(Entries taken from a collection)

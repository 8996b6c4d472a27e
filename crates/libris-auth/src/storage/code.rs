//! Authorization code storage.

use async_trait::async_trait;
use time::OffsetDateTime;

use crate::AuthResult;
use crate::types::{AuthorizationCode, GrantRecords};

/// Storage for single-use authorization codes.
#[async_trait]
pub trait CodeStorage: Send + Sync {
    /// Persists a freshly issued authorization code.
    ///
    /// # Errors
    ///
    /// Returns an error if the code already exists or the storage operation fails.
    async fn create(&self, code: &AuthorizationCode) -> AuthResult<()>;

    /// Finds an authorization code by value, whatever its state.
    ///
    /// # Errors
    ///
    /// Returns an error if the storage operation fails.
    async fn find_by_code(&self, code: &str) -> AuthResult<Option<AuthorizationCode>>;

    /// Consumes a code and records the tokens issued for it.
    ///
    /// # Returns
    ///
    /// `true` if the code was redeemable at `now` and is now consumed with the
    /// grant recorded. `false` if the code is unknown, already consumed, or
    /// expired. Nothing is written in that case.
    ///
    /// # Atomicity
    ///
    /// Marking the code consumed and writing `grant` form one isolated step:
    /// either both happen or neither does. Two concurrent calls for the same
    /// code return `true` at most once. A relational backend would run, in one
    /// transaction:
    ///
    /// ```sql
    /// UPDATE authorization_codes
    /// SET consumed_at = $2
    /// WHERE code = $1 AND consumed_at IS NULL AND expires_at > $2;
    /// -- if one row was updated:
    /// INSERT INTO access_tokens ...; INSERT INTO refresh_tokens ...;
    /// ```
    ///
    /// # Errors
    ///
    /// Returns an error if the storage operation fails.
    async fn redeem(
        &self,
        code: &str,
        now: OffsetDateTime,
        grant: &GrantRecords,
    ) -> AuthResult<bool>;

    /// Consumes a code without issuing anything.
    ///
    /// # Returns
    ///
    /// `true` if the code was redeemable and is now consumed.
    ///
    /// # Errors
    ///
    /// Returns an error if the storage operation fails.
    async fn discard(&self, code: &str, now: OffsetDateTime) -> AuthResult<bool>;
}
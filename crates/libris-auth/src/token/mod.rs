//! Token minting, validation and lifecycle.
//!
//! - [`jwt`] signs and verifies access tokens
//! - [`issuer`] mints grants and records them through the Persistence Port
//! - [`introspection`] and [`revocation`] implement RFC 7662 and RFC 7009
//! - [`userinfo`] resolves bearer tokens into scope-filtered identity claims

pub mod introspection;
pub mod issuer;
pub mod jwt;
pub mod revocation;
pub mod userinfo;

pub use introspection::{IntrospectionRequest, IntrospectionResponse, IntrospectionService};
pub use issuer::{IssuedTokens, TokenIssuer};
pub use jwt::{AccessTokenClaims, JwtError, JwtService, SigningAlgorithm};
pub use revocation::{RevocationRequest, RevocationService, TokenTypeHint};
pub use userinfo::{UserInfoService, filter_claims};
//! Client registration lookup.

use async_trait::async_trait;

use crate::AuthResult;
use crate::types::Client;

/// Read access to OAuth client registrations.
#[async_trait]
pub trait ClientStorage: Send + Sync {
    /// Finds a client by its client ID.
    ///
    /// # Returns
    ///
    /// Returns `Some(client)` if found, `None` if not found.
    ///
    /// # Errors
    ///
    /// Returns an error if the storage operation fails.
    async fn find_by_client_id(&self, client_id: &str) -> AuthResult<Option<Client>>;
}
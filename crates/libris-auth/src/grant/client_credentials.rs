//! Client credentials grant (RFC 6749 §4.4).
//!
//! No resource owner is involved and no refresh token is issued: the client
//! can always authenticate again.

use std::sync::Arc;

use async_trait::async_trait;

use crate::AuthResult;
use crate::error::AuthError;
use crate::grant::GrantHandler;
use crate::oauth::client_auth::AuthenticatedClient;
use crate::oauth::token::TokenRequest;
use crate::token::issuer::{IssuedTokens, TokenIssuer};
use crate::types::{GrantType, Scope};

/// Issues access tokens to confidential clients acting on their own behalf.
pub struct ClientCredentialsGrant {
    issuer: Arc<TokenIssuer>,
}

impl ClientCredentialsGrant {
    /// Creates the handler.
    #[must_use]
    pub fn new(issuer: Arc<TokenIssuer>) -> Self {
        Self { issuer }
    }
}

/// Computes the granted scope.
///
/// An omitted or empty request grants everything the client may use. A
/// request with no overlap with the client's set is `invalid_scope`.
fn granted_scope(requested: Option<&str>, permitted: &Scope) -> AuthResult<Scope> {
    let requested = match requested.map(Scope::parse) {
        Some(scope) if !scope.is_empty() => scope,
        _ => return Ok(permitted.clone()),
    };

    let granted = requested.intersection(permitted);
    if granted.is_empty() {
        return Err(AuthError::invalid_scope(
            "None of the requested scopes are permitted for this client",
        ));
    }
    Ok(granted)
}

#[async_trait]
impl GrantHandler for ClientCredentialsGrant {
    fn grant_type(&self) -> GrantType {
        GrantType::ClientCredentials
    }

    async fn handle(
        &self,
        request: &TokenRequest,
        client: &AuthenticatedClient,
    ) -> AuthResult<IssuedTokens> {
        // 1. Require a confidential client that proved its secret
        if !client.client.is_confidential() || !client.is_secret_authenticated() {
            return Err(AuthError::invalid_client(
                "client_credentials requires confidential client authentication",
            ));
        }

        // 2. Determine scope
        let scope = granted_scope(request.scope.as_deref(), &client.client.allowed_scope())?;

        // 3. Issue an access token with no resource owner
        self.issuer.issue(&client.client, None, &scope, false).await
    }
}
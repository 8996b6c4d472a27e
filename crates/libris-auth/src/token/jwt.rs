//! JWT access token encoding and validation.
//!
//! Access tokens are compact JWTs signed with a shared HMAC secret. The token
//! store stays authoritative for revocation, the signature lets a resource
//! server reject forged or expired tokens without a round trip.
//!
//! ## Supported Algorithms
//!
//! - **HS256**: HMAC with SHA-256 (default)
//! - **HS384**: HMAC with SHA-384
//! - **HS512**: HMAC with SHA-512

use std::fmt;

use jsonwebtoken::{Algorithm, DecodingKey, EncodingKey, Header, Validation, decode, encode};
use serde::{Deserialize, Serialize};

use crate::config::AuthConfig;
use crate::error::AuthError;

// ============================================================================
// Error Types
// ============================================================================

/// Errors that can occur during JWT operations.
#[derive(Debug, thiserror::Error)]
pub enum JwtError {
    /// Failed to encode a token.
    #[error("Failed to encode token: {message}")]
    EncodingError {
        /// Description of the encoding error.
        message: String,
    },

    /// Failed to decode a token.
    #[error("Failed to decode token: {message}")]
    DecodingError {
        /// Description of the decoding error.
        message: String,
    },

    /// The token has expired.
    #[error("Token expired")]
    Expired,

    /// The token signature is invalid.
    #[error("Invalid signature")]
    InvalidSignature,

    /// The token claims are invalid.
    #[error("Invalid claims: {message}")]
    InvalidClaims {
        /// Description of why claims are invalid.
        message: String,
    },
}

impl JwtError {
    /// Creates a new `EncodingError`.
    #[must_use]
    pub fn encoding_error(message: impl Into<String>) -> Self {
        Self::EncodingError {
            message: message.into(),
        }
    }

    /// Creates a new `DecodingError`.
    #[must_use]
    pub fn decoding_error(message: impl Into<String>) -> Self {
        Self::DecodingError {
            message: message.into(),
        }
    }

    /// Creates a new `InvalidClaims` error.
    #[must_use]
    pub fn invalid_claims(message: impl Into<String>) -> Self {
        Self::InvalidClaims {
            message: message.into(),
        }
    }

    /// Returns `true` if this is a validation error (expired, invalid signature, etc.).
    #[must_use]
    pub fn is_validation_error(&self) -> bool {
        matches!(
            self,
            Self::Expired | Self::InvalidSignature | Self::InvalidClaims { .. }
        )
    }
}

impl From<jsonwebtoken::errors::Error> for JwtError {
    fn from(err: jsonwebtoken::errors::Error) -> Self {
        use jsonwebtoken::errors::ErrorKind;

        match err.kind() {
            ErrorKind::ExpiredSignature => Self::Expired,
            ErrorKind::InvalidSignature => Self::InvalidSignature,
            ErrorKind::InvalidAudience
            | ErrorKind::InvalidIssuer
            | ErrorKind::InvalidSubject
            | ErrorKind::ImmatureSignature
            | ErrorKind::MissingRequiredClaim(_) => Self::invalid_claims(err.to_string()),
            _ => Self::decoding_error(err.to_string()),
        }
    }
}

impl From<JwtError> for AuthError {
    fn from(err: JwtError) -> Self {
        match err {
            JwtError::EncodingError { message } => {
                AuthError::internal(format!("Failed to encode access token: {message}"))
            }
            JwtError::Expired => AuthError::invalid_token("Token has expired"),
            other => AuthError::invalid_token(other.to_string()),
        }
    }
}

// ============================================================================
// Signing Algorithm
// ============================================================================

/// Supported signing algorithms for access tokens.
#[derive(Debug, Clone, Copy, PartialEq, Eq, Hash)]
pub enum SigningAlgorithm {
    /// HMAC with SHA-256.
    HS256,
    /// HMAC with SHA-384.
    HS384,
    /// HMAC with SHA-512.
    HS512,
}

impl SigningAlgorithm {
    /// Parses an algorithm name as it appears in configuration.
    #[must_use]
    pub fn parse(value: &str) -> Option<Self> {
        match value {
            "HS256" => Some(Self::HS256),
            "HS384" => Some(Self::HS384),
            "HS512" => Some(Self::HS512),
            _ => None,
        }
    }

    /// Converts to the `jsonwebtoken` Algorithm type.
    #[must_use]
    pub fn to_jwt_algorithm(self) -> Algorithm {
        match self {
            Self::HS256 => Algorithm::HS256,
            Self::HS384 => Algorithm::HS384,
            Self::HS512 => Algorithm::HS512,
        }
    }

    /// Returns the algorithm name as used in JWT headers.
    #[must_use]
    pub fn as_str(&self) -> &'static str {
        match self {
            Self::HS256 => "HS256",
            Self::HS384 => "HS384",
            Self::HS512 => "HS512",
        }
    }
}

impl fmt::Display for SigningAlgorithm {
    fn fmt(&self, f: &mut fmt::Formatter<'_>) -> fmt::Result {
        write!(f, "{}", self.as_str())
    }
}

// ============================================================================
// Token Claims
// ============================================================================

/// Access token claims.
#[derive(Debug, Clone, Serialize, Deserialize, PartialEq)]
pub struct AccessTokenClaims {
    /// Issuer.
    pub iss: String,

    /// Subject (resource owner, or client ID for client credentials).
    pub sub: String,

    /// Audience.
    #[serde(skip_serializing_if = "Option::is_none")]
    pub aud: Option<String>,

    /// Expiration time (Unix timestamp).
    pub exp: i64,

    /// Issued at (Unix timestamp).
    pub iat: i64,

    /// JWT ID, equal to the stored token ID.
    pub jti: String,

    /// Space-separated scopes.
    pub scope: String,

    /// OAuth client ID.
    pub client_id: String,
}

// ============================================================================
// JWT Service
// ============================================================================

/// Service for encoding and decoding access tokens.
///
/// This service is thread-safe (`Send + Sync`) and can be shared across
/// async tasks.
pub struct JwtService {
    algorithm: SigningAlgorithm,
    encoding_key: EncodingKey,
    decoding_key: DecodingKey,
    issuer: String,
    audience: Option<String>,
}

impl JwtService {
    /// Creates a new JWT service.
    ///
    /// # Arguments
    /// * `algorithm` - HMAC algorithm used for signing
    /// * `secret` - Shared signing secret
    /// * `issuer` - The issuer claim value
    /// * `audience` - The audience claim value, if any
    #[must_use]
    pub fn new(
        algorithm: SigningAlgorithm,
        secret: &[u8],
        issuer: impl Into<String>,
        audience: Option<String>,
    ) -> Self {
        Self {
            algorithm,
            encoding_key: EncodingKey::from_secret(secret),
            decoding_key: DecodingKey::from_secret(secret),
            issuer: issuer.into(),
            audience,
        }
    }

    /// Builds the service from validated configuration.
    ///
    /// # Errors
    /// Returns `AuthError::Configuration` if the algorithm or secret is unusable.
    pub fn from_config(config: &AuthConfig) -> Result<Self, AuthError> {
        let algorithm = SigningAlgorithm::parse(&config.signing.algorithm).ok_or_else(|| {
            AuthError::configuration(format!(
                "Unsupported signing algorithm '{}'",
                config.signing.algorithm
            ))
        })?;
        if config.signing.secret.is_empty() {
            return Err(AuthError::configuration("Signing secret is not configured"));
        }
        Ok(Self::new(
            algorithm,
            config.signing.secret.as_bytes(),
            config.issuer_base(),
            config.audience.clone(),
        ))
    }

    /// Encodes claims into a JWT string.
    ///
    /// # Errors
    /// Returns an error if encoding fails.
    pub fn encode(&self, claims: &AccessTokenClaims) -> Result<String, JwtError> {
        let mut header = Header::new(self.algorithm.to_jwt_algorithm());
        header.typ = Some("at+jwt".to_string());

        encode(&header, claims, &self.encoding_key)
            .map_err(|e| JwtError::encoding_error(e.to_string()))
    }

    /// Decodes and validates a JWT string (signature, issuer, audience, expiry).
    ///
    /// # Errors
    /// Returns an error if decoding or validation fails.
    pub fn decode(&self, token: &str) -> Result<AccessTokenClaims, JwtError> {
        let mut validation = Validation::new(self.algorithm.to_jwt_algorithm());
        validation.set_issuer(&[&self.issuer]);
        validation.validate_exp = true;
        validation.leeway = 0;
        match &self.audience {
            Some(aud) => validation.set_audience(&[aud]),
            None => validation.validate_aud = false,
        }

        decode::<AccessTokenClaims>(token, &self.decoding_key, &validation)
            .map(|data| data.claims)
            .map_err(JwtError::from)
    }

    /// Returns the signing algorithm.
    #[must_use]
    pub fn algorithm(&self) -> SigningAlgorithm {
        self.algorithm
    }

    /// Returns the issuer URL.
    #[must_use]
    pub fn issuer(&self) -> &str {
        &self.issuer
    }

    /// Returns the audience, if configured.
    #[must_use]
    pub fn audience(&self) -> Option<&str> {
        self.audience.as_deref()
    }
}

// ============================================================================
// Tests
// ============================================================================

#[cfg(test)]
mod tests {
    use super::*;
    use time::OffsetDateTime;

    const SECRET: &[u8] = b"0123456789abcdef0123456789abcdef";

    fn service() -> JwtService {
        JwtService::new(
            SigningAlgorithm::HS256,
            SECRET,
            "https://auth.example.com",
            None,
        )
    }

    fn claims(exp_offset: i64) -> AccessTokenClaims {
        let now = OffsetDateTime::now_utc().unix_timestamp();
        AccessTokenClaims {
            iss: "https://auth.example.com".to_string(),
            sub: "reader-42".to_string(),
            aud: None,
            exp: now + exp_offset,
            iat: now,
            jti: uuid::Uuid::new_v4().to_string(),
            scope: "openid email".to_string(),
            client_id: "c1".to_string(),
        }
    }

    #[test]
    fn test_encode_decode() {
        let service = service();
        let claims = claims(3600);
        let token = service.encode(&claims).unwrap();
        assert_eq!(token.split('.').count(), 3);
        assert_eq!(service.decode(&token).unwrap(), claims);
    }

    #[test]
    fn test_expired_token_rejected() {
        let service = service();
        let token = service.encode(&claims(-10)).unwrap();
        assert!(matches!(service.decode(&token), Err(JwtError::Expired)));
    }

    #[test]
    fn test_invalid_signature_rejected() {
        let token = service().encode(&claims(3600)).unwrap();
        let other = JwtService::new(
            SigningAlgorithm::HS256,
            b"ffffffffffffffffffffffffffffffff",
            "https://auth.example.com",
            None,
        );
        assert!(matches!(other.decode(&token), Err(JwtError::InvalidSignature)));
    }

    #[test]
    fn test_wrong_issuer_rejected() {
        let token = service().encode(&claims(3600)).unwrap();
        let other = JwtService::new(SigningAlgorithm::HS256, SECRET, "https://evil.example", None);
        let err = other.decode(&token).unwrap_err();
        assert!(err.is_validation_error());
    }

    #[test]
    fn test_audience_enforced_when_configured() {
        let service = JwtService::new(
            SigningAlgorithm::HS384,
            SECRET,
            "https://auth.example.com",
            Some("https://catalog.example.com".to_string()),
        );
        let mut c = claims(3600);
        c.aud = Some("https://catalog.example.com".to_string());
        let token = service.encode(&c).unwrap();
        assert!(service.decode(&token).is_ok());

        c.aud = Some("https://elsewhere.example.com".to_string());
        let token = service.encode(&c).unwrap();
        assert!(service.decode(&token).is_err());
    }

    #[test]
    fn test_signing_algorithm_parse() {
        assert_eq!(SigningAlgorithm::parse("HS512"), Some(SigningAlgorithm::HS512));
        assert_eq!(SigningAlgorithm::parse("none"), None);
        assert_eq!(SigningAlgorithm::HS256.to_string(), "HS256");
    }

    #[test]
    fn test_jwt_error_maps_to_invalid_token() {
        let err: AuthError = JwtError::Expired.into();
        assert!(matches!(err, AuthError::InvalidToken { .. }));
        let err: AuthError = JwtError::encoding_error("x").into();
        assert!(err.is_server_error());
    }
}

Activity:
The lines to return are those with the string "userinfo" in them; copy each from the entries above.

Solution below:
//! - [`userinfo`] resolves bearer tokens into scope-filtered identity claims
pub mod userinfo;
pub use userinfo::{UserInfoService, filter_claims};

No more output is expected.